Emidio Pepe e le sue figlie hanno l’indiscutibile merito di aver raccontato, e in un certo senso rivelato, le straordinarie potenzialità di due vitigni simbolo dell'Abruzzo: il Montepulciano e il Trebbiano d’Abruzzo. Con una passione che ha saputo sovvertire la logica della produzione standardizzata, sono riusciti a far emergere dai loro frutti vini longevi e di una personalità indiscutibile. La loro cantina, infatti, non è semplicemente un luogo di produzione, ma una fucina di prodotti complessi, che a volte suscitano perplessità, soprattutto tra chi è abituato a un gusto più "addomesticato". Ma è proprio questo che li rende unici: sono vini che non si accontentano di essere semplici compagni da tavola, bensì compagni di vita, concepiti per durare nel tempo, realizzati secondo una tradizione che è più un'arte che una scelta, una vocazione che si riflette nell'intero ciclo di vita del vino.
In vigna, la filosofia è altrettanto naturale e rispettosa: solo zolfo naturale, rame e un’attenzione meticolosa alla biodiversità.

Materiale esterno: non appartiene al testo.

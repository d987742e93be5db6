use chrono::{SecondsFormat, Utc};
use rand::Rng;
use tracing::{info, warn};

use crate::{
    classifier::{detect_language, ComplaintClassifier},
    model::{ComplaintRecord, Language, TicketStatus},
    store::{ComplaintStore, StoreError},
};

const TICKET_PREFIX: &str = "CIV";
const SUFFIX_LEN: usize = 4;
const MAX_ID_ATTEMPTS: usize = 5;
const BASE36: &[u8; 36] = b"0123456789ABCDEFGHIJKLMNOPQRSTUVWXYZ";

fn to_base36(mut n: u64) -> String {
    if n == 0 {
        return "0".to_string();
    }
    let mut digits = Vec::new();
    while n > 0 {
        digits.push(BASE36[(n % 36) as usize]);
        n /= 36;
    }
    digits.reverse();
    String::from_utf8(digits).unwrap_or_default()
}

/// `CIV-<unix millis, base36>-<4 random base36 chars>`.
pub fn ticket_id_from<R: Rng>(unix_millis: i64, rng: &mut R) -> String {
    let suffix: String = (0..SUFFIX_LEN)
        .map(|_| BASE36[rng.gen_range(0..BASE36.len())] as char)
        .collect();
    format!(
        "{TICKET_PREFIX}-{}-{suffix}",
        to_base36(unix_millis.max(0) as u64)
    )
}

pub fn generate_ticket_id() -> String {
    ticket_id_from(Utc::now().timestamp_millis(), &mut rand::thread_rng())
}

/// Classify a complaint and persist it as a new ticket.
///
/// A missing language is detected from the text. Duplicate ids are retried
/// with a fresh id; any other store failure is returned as is.
pub async fn open_ticket(
    store: &ComplaintStore,
    classifier: &ComplaintClassifier,
    text: &str,
    language: Option<Language>,
) -> Result<ComplaintRecord, StoreError> {
    open_ticket_with(store, classifier, text, language, generate_ticket_id).await
}

/// Same as [`open_ticket`], drawing ticket ids from `next_id`.
pub async fn open_ticket_with(
    store: &ComplaintStore,
    classifier: &ComplaintClassifier,
    text: &str,
    language: Option<Language>,
    mut next_id: impl FnMut() -> String,
) -> Result<ComplaintRecord, StoreError> {
    let language = language.unwrap_or_else(|| detect_language(text));
    let category = classifier.classify(text).await.category;
    let created_at = Utc::now().to_rfc3339_opts(SecondsFormat::Millis, true);

    let mut attempt = 0;
    loop {
        attempt += 1;
        let record = ComplaintRecord {
            ticket_id: next_id(),
            created_at: created_at.clone(),
            language,
            category,
            status: TicketStatus::New,
            text: text.to_string(),
        };

        match store.insert(&record).await {
            Ok(()) => {
                info!(
                    ticket_id = %record.ticket_id,
                    category = %category,
                    language = %language,
                    backend = store.backend_name(),
                    "ticket created"
                );
                return Ok(record);
            }
            Err(StoreError::Duplicate(id)) if attempt < MAX_ID_ATTEMPTS => {
                warn!(ticket_id = %id, attempt, "ticket id collision, regenerating");
            }
            Err(err) => return Err(err),
        }
    }
}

La vendemmia avviene rigorosamente a mano, un atto che segna il rispetto per la natura e per la sacralità del raccolto, mentre la pigiatura è ancora fatta in maniera tradizionale, con i piedi, come un atto che celebra l’intima connessione tra uomo e frutto della terra. In cantina, la filosofia di Emidio Pepe non lascia spazio a compromessi: no alla solforosa aggiunta, pochi interventi sul vino, solo lieviti autoctoni, nessuna chiarifica, nessuna filtrazione. Ogni bottiglia è un atto di fede nella capacità del vino di evolversi naturalmente, senza forzature, in un processo che non può essere accelerato, né manipolato.

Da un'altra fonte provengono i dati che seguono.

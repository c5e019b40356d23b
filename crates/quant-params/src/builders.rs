//! Building [`QuantParams`] by matching quantize/dequantize chains backwards from a tensor.
//!
//! Each entry point looks at a small fixed neighbourhood of the node it is given:
//!
//! ```text
//! weights:  param -> [q ->] dq -> [permute_copy | t_copy] -> node
//! bias:     param -> [q ->] dq -> node
//! inputs:   ... -> [q ->] dq (implicit) = node
//! outputs:  node -> q (implicit, only user)
//! ```
//!
//! `Ok(None)` means the position is not quantized.

use burn_tensor::DType;

use crate::error::{QuantParamsError, Result};
use crate::ir::{Graph, NodeId};
use crate::params::{QuantParams, QuantValue};
use crate::program::ProgramView;
use crate::schema::{QdqFields, QuantOperand};
use crate::tensor::is_unsigned;

impl QuantParams {
    /// Build the descriptor described by a quantize or dequantize marker.
    pub fn from_q_dq_node<P: ProgramView + ?Sized>(program: &P, marker: NodeId) -> Result<Self> {
        let graph = program.graph();
        let node = graph.node(marker)?;

        if !(program.is_quant(node) || program.is_dequant(node)) {
            return Err(QuantParamsError::NotQdqNode {
                node: node.name.clone(),
            });
        }

        let fields = QdqFields::parse(node)?;
        log::debug!(
            "Building quant params from {} ({:?} {:?}, output dtype {:?})",
            node.name,
            fields.variant.direction,
            fields.variant.granularity,
            fields.output_dtype
        );

        if fields.variant.is_dynamic() {
            return Self::from_dynamic_input_node(graph, &fields);
        }

        let (scale, zero_point, axis) = if fields.variant.is_per_channel() {
            let scale = resolve_tensor(program, fields.scale, &node.name, "scale")?;
            let zero_point = resolve_tensor(program, fields.zero_point, &node.name, "zero_point")?;

            if fields.variant.is_groupwise() {
                if scale.rank() != 2 {
                    return Err(QuantParamsError::RankMismatch {
                        what: "weight scale for per_channel_group [de]quant node",
                        expected: 2,
                        actual: scale.rank(),
                    });
                }
                // axis is ignored for groupwise quantization
                (scale, zero_point, 0)
            } else {
                let axis = fields.axis.unwrap_or_default();
                let axis = usize::try_from(axis).map_err(|_| QuantParamsError::InvalidArgument {
                    node: node.name.clone(),
                    arg: "axis",
                    reason: format!("expected a non-negative axis, got {axis}"),
                })?;
                (scale, zero_point, axis)
            }
        } else {
            let scale = literal(fields.scale, &node.name, "scale")?;
            let zero_point = literal(fields.zero_point, &node.name, "zero_point")?;
            (scale, zero_point, 0)
        };

        if is_unsigned(fields.dtype) {
            return Err(QuantParamsError::UnsupportedDtype {
                dtype: fields.dtype,
                reason: "XNNPACK does not support unsigned quantization",
            });
        }

        let group_size = match fields.group_size {
            Some(size) => usize::try_from(size)
                .ok()
                .filter(|size| *size > 0)
                .ok_or_else(|| QuantParamsError::InvalidGroupwise {
                    reason: format!("group size must be greater than 0, got {size}"),
                })?,
            None => 0,
        };

        let mut is_output = false;
        for user in graph.users(marker)? {
            is_output |= graph.node(*user)?.is_output();
        }
        let is_input = graph.node(fields.input)?.is_placeholder();

        let mut builder = QuantParams::builder(fields.input, fields.dtype)
            .with_scale(scale)
            .with_zero_point(zero_point)
            .with_range(fields.qmin, fields.qmax)
            .with_output(is_output)
            .with_input(is_input)
            .with_group_size(group_size);
        if fields.variant.is_per_channel() {
            builder = builder.with_per_channel(axis);
        }

        builder.build()
    }

    /// Parameters of a run-time quantized tensor are only known at execution time,
    /// so everything except the producer and its role is a placeholder.
    fn from_dynamic_input_node(graph: &Graph, fields: &QdqFields) -> Result<Self> {
        let num_nonbatch_dims = 1;

        QuantParams::builder(fields.input, DType::F32)
            .with_scale(0.0)
            .with_zero_point(0.0)
            .with_range(0, 0)
            .with_output(false)
            .with_input(graph.node(fields.input)?.is_placeholder())
            .with_dynamic(num_nonbatch_dims)
            .build()
    }

    /// Descriptor for a weight operand.
    ///
    /// A transpose between the dequantize and the consumer is looked through. Fails if
    /// the chain is not fed by static data.
    pub fn from_weights<P: ProgramView + ?Sized>(
        program: &P,
        tensor: NodeId,
    ) -> Result<Option<Self>> {
        let graph = program.graph();
        let node = graph.node(tensor)?;

        let dq = if node.target().is_some_and(|t| t.is_transpose()) {
            first_input(graph, tensor)?
        } else {
            tensor
        };

        if !program.is_dequant(graph.node(dq)?) {
            return Ok(None);
        }

        let src = folded_source(program, dq)?;
        check_static_source(graph, src, "q -> dq -> permute_copy")?;

        log::debug!(
            "Weight {} quantized by {}",
            node.name,
            graph.node(src)?.name
        );

        Self::from_q_dq_node(program, src).map(Some)
    }

    /// Descriptor for a tensor produced by a compiler-inserted dequantize.
    pub fn from_inputs<P: ProgramView + ?Sized>(
        program: &P,
        tensor: NodeId,
    ) -> Result<Option<Self>> {
        let graph = program.graph();
        let node = graph.node(tensor)?;

        if !(program.is_dequant(node) && program.is_implicit_q_dq(node)) {
            return Ok(None);
        }

        let dq_input = first_input(graph, tensor)?;
        let q = graph.node(dq_input)?;
        if program.is_quant(q) {
            let q_input = first_input(graph, dq_input)?;
            if program.is_param_node(graph.node(q_input)?) {
                log::debug!("Input {} quantized by {} over a parameter", node.name, q.name);
                return Self::from_q_dq_node(program, dq_input).map(Some);
            }
        }

        log::debug!("Input {} quantized by its own dequantize", node.name);
        Self::from_q_dq_node(program, tensor).map(Some)
    }

    /// Descriptor for a tensor whose only consumer is a compiler-inserted quantize.
    ///
    /// A tensor with several consumers cannot inherit one consumer's quantization and
    /// is reported as not quantized.
    pub fn from_outputs<P: ProgramView + ?Sized>(
        program: &P,
        tensor: NodeId,
    ) -> Result<Option<Self>> {
        let graph = program.graph();

        if let [user] = graph.users(tensor)? {
            let q = graph.node(*user)?;
            if program.is_quant(q) && program.is_implicit_q_dq(q) {
                log::debug!("Output {} quantized by {}", graph.node(tensor)?.name, q.name);
                return Self::from_q_dq_node(program, *user).map(Some);
            }
        }

        Ok(None)
    }

    /// Descriptor for a bias operand. Fails if the chain is not fed by static data.
    pub fn from_bias<P: ProgramView + ?Sized>(
        program: &P,
        tensor: NodeId,
    ) -> Result<Option<Self>> {
        let graph = program.graph();
        let node = graph.node(tensor)?;

        if !program.is_dequant(node) {
            return Ok(None);
        }

        let src = folded_source(program, tensor)?;
        check_static_source(graph, src, "quant -> dequant chain from bias")?;

        log::debug!("Bias {} quantized by {}", node.name, graph.node(src)?.name);

        Self::from_q_dq_node(program, src).map(Some)
    }
}

fn first_input(graph: &Graph, id: NodeId) -> Result<NodeId> {
    let node = graph.node(id)?;
    node.first_input()
        .ok_or_else(|| QuantParamsError::InvalidArgument {
            node: node.name.clone(),
            arg: "input",
            reason: "node has no input nodes".to_string(),
        })
}

/// The quantize feeding a dequantize when the pair was folded, otherwise the dequantize itself
fn folded_source<P: ProgramView + ?Sized>(program: &P, dq: NodeId) -> Result<NodeId> {
    let dq_input = first_input(program.graph(), dq)?;
    if program.is_quant(program.graph().node(dq_input)?) {
        Ok(dq_input)
    } else {
        Ok(dq)
    }
}

fn check_static_source(graph: &Graph, src: NodeId, context: &'static str) -> Result<()> {
    let input = graph.node(first_input(graph, src)?)?;
    if input.is_get_attr() || input.is_placeholder() {
        Ok(())
    } else {
        Err(QuantParamsError::NonStaticSource {
            context,
            input: input.name.clone(),
        })
    }
}

fn resolve_tensor<P: ProgramView + ?Sized>(
    program: &P,
    operand: QuantOperand,
    marker: &str,
    arg: &'static str,
) -> Result<QuantValue> {
    let id = match operand {
        QuantOperand::Node(id) => id,
        QuantOperand::Literal(value) => {
            return Err(QuantParamsError::InvalidArgument {
                node: marker.to_string(),
                arg,
                reason: format!("expected a parameter node for per channel params, got {value}"),
            });
        }
    };

    let param = program.graph().node(id)?;
    program
        .param_tensor(param)
        .cloned()
        .map(QuantValue::Tensor)
        .ok_or_else(|| QuantParamsError::MissingParam {
            node: param.name.clone(),
        })
}

fn literal(operand: QuantOperand, marker: &str, arg: &'static str) -> Result<QuantValue> {
    match operand {
        QuantOperand::Literal(value) => Ok(QuantValue::Scalar(value)),
        QuantOperand::Node(id) => Err(QuantParamsError::InvalidArgument {
            node: marker.to_string(),
            arg,
            reason: format!("expected a literal for per tensor params, got node {id}"),
        }),
    }
}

I vini che nascono da questa filosofia non sono semplicemente dei liquidi da bere, ma dei veri e propri compagni di viaggio nel tempo. Al di là della garanzia ventennale che l'azienda offre sui suoi prodotti, questi vini sono, prima di tutto, un’esperienza di invecchiamento che rivela e svela il carattere piuttosto che “morire”. È questa la forza che, secondo Hillman, ci permette di osservare l’invecchiamento non come un decadimento, ma come una rivelazione, come il manifestarsi di una personalità che resiste alle ingiurie del tempo. Ed è proprio per questo che ogni intervento artificiale, ogni forzatura, ogni chirurgia estetica sul vino diventa, alla stregua di un crimine, un atto contro la sua essenza più profonda.
In questa cantina, il vino non è solo un prodotto da consumare, ma un’esperienza di vita, un modo di comprendere il tempo, la terra e il legame tra l’uomo e la natura.